━━━━━ Material provided ━━━━━

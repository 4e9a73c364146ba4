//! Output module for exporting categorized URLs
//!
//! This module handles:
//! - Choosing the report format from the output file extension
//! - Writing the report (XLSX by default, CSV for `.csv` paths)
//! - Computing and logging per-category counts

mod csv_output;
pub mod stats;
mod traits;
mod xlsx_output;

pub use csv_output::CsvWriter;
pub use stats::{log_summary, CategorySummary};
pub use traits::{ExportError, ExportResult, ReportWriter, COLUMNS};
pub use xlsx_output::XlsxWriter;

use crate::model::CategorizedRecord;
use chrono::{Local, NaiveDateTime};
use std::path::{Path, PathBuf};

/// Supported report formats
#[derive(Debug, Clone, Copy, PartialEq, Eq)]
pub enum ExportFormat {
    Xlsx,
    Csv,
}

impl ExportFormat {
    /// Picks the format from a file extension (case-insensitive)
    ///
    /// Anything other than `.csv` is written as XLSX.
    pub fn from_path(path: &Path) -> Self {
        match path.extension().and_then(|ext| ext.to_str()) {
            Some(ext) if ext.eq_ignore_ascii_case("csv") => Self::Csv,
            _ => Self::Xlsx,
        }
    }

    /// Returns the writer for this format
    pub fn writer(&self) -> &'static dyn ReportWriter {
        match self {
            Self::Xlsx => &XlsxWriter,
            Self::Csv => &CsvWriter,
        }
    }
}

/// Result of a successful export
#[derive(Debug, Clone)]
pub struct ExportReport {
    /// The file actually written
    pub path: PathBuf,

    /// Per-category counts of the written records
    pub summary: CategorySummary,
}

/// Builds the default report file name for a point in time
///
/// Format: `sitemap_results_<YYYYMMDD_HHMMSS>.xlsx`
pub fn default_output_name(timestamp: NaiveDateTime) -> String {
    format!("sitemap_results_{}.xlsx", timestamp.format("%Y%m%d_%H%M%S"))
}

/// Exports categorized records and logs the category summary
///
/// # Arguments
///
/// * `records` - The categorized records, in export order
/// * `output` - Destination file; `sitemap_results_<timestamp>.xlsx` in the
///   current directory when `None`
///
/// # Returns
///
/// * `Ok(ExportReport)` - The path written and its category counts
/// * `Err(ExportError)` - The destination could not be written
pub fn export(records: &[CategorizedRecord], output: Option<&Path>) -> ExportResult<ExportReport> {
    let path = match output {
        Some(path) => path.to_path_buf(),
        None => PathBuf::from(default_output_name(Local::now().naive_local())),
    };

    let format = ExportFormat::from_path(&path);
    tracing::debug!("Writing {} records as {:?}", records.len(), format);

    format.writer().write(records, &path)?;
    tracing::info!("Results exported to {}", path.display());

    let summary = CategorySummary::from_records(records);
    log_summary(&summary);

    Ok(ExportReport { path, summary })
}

━━━━━

§ Task prompt: Once more, write all of the records exactly as given.

§ Finished task:
repository 4e9a73c364146ba4
//! Output module for exporting categorized URLs
//!
//! This module handles:
//! - Choosing the report format from the output file extension
//! - Writing the report (XLSX by default, CSV for `.csv` paths)
//! - Computing and logging per-category counts

mod csv_output;
pub mod stats;
mod traits;
mod xlsx_output;

pub use csv_output::CsvWriter;
pub use stats::{log_summary, CategorySummary};
pub use traits::{ExportError, ExportResult, ReportWriter, COLUMNS};
pub use xlsx_output::XlsxWriter;

use crate::model::CategorizedRecord;
use chrono::{Local, NaiveDateTime};
use std::path::{Path, PathBuf};

/// Supported report formats
#[derive(Debug, Clone, Copy, PartialEq, Eq)]
pub enum ExportFormat {
    Xlsx,
    Csv,
}

impl ExportFormat {
    /// Picks the format from a file extension (case-insensitive)
    ///
    /// Anything other than `.csv` is written as XLSX.
    pub fn from_path(path: &Path) -> Self {
        match path.extension().and_then(|ext| ext.to_str()) {
            Some(ext) if ext.eq_ignore_ascii_case("csv") => Self::Csv,
            _ => Self::Xlsx,
        }
    }

    /// Returns the writer for this format
    pub fn writer(&self) -> &'static dyn ReportWriter {
        match self {
            Self::Xlsx => &XlsxWriter,
            Self::Csv => &CsvWriter,
        }
    }
}

/// Result of a successful export
#[derive(Debug, Clone)]
pub struct ExportReport {
    /// The file actually written
    pub path: PathBuf,

    /// Per-category counts of the written records
    pub summary: CategorySummary,
}

/// Builds the default report file name for a point in time
///
/// Format: `sitemap_results_<YYYYMMDD_HHMMSS>.xlsx`
pub fn default_output_name(timestamp: NaiveDateTime) -> String {
    format!("sitemap_results_{}.xlsx", timestamp.format("%Y%m%d_%H%M%S"))
}

/// Exports categorized records and logs the category summary
///
/// # Arguments
///
/// * `records` - The categorized records, in export order
/// * `output` - Destination file; `sitemap_results_<timestamp>.xlsx` in the
///   current directory when `None`
///
/// # Returns
///
/// * `Ok(ExportReport)` - The path written and its category counts
/// * `Err(ExportError)` - The destination could not be written
pub fn export(records: &[CategorizedRecord], output: Option<&Path>) -> ExportResult<ExportReport> {
    let path = match output {
        Some(path) => path.to_path_buf(),
        None => PathBuf::from(default_output_name(Local::now().naive_local())),
    };

    let format = ExportFormat::from_path(&path);
    tracing::debug!("Writing {} records as {:?}", records.len(), format);

    format.writer().write(records, &path)?;
    tracing::info!("Results exported to {}", path.display());

    let summary = CategorySummary::from_records(records);
    log_summary(&summary);

    Ok(ExportReport { path, summary })
}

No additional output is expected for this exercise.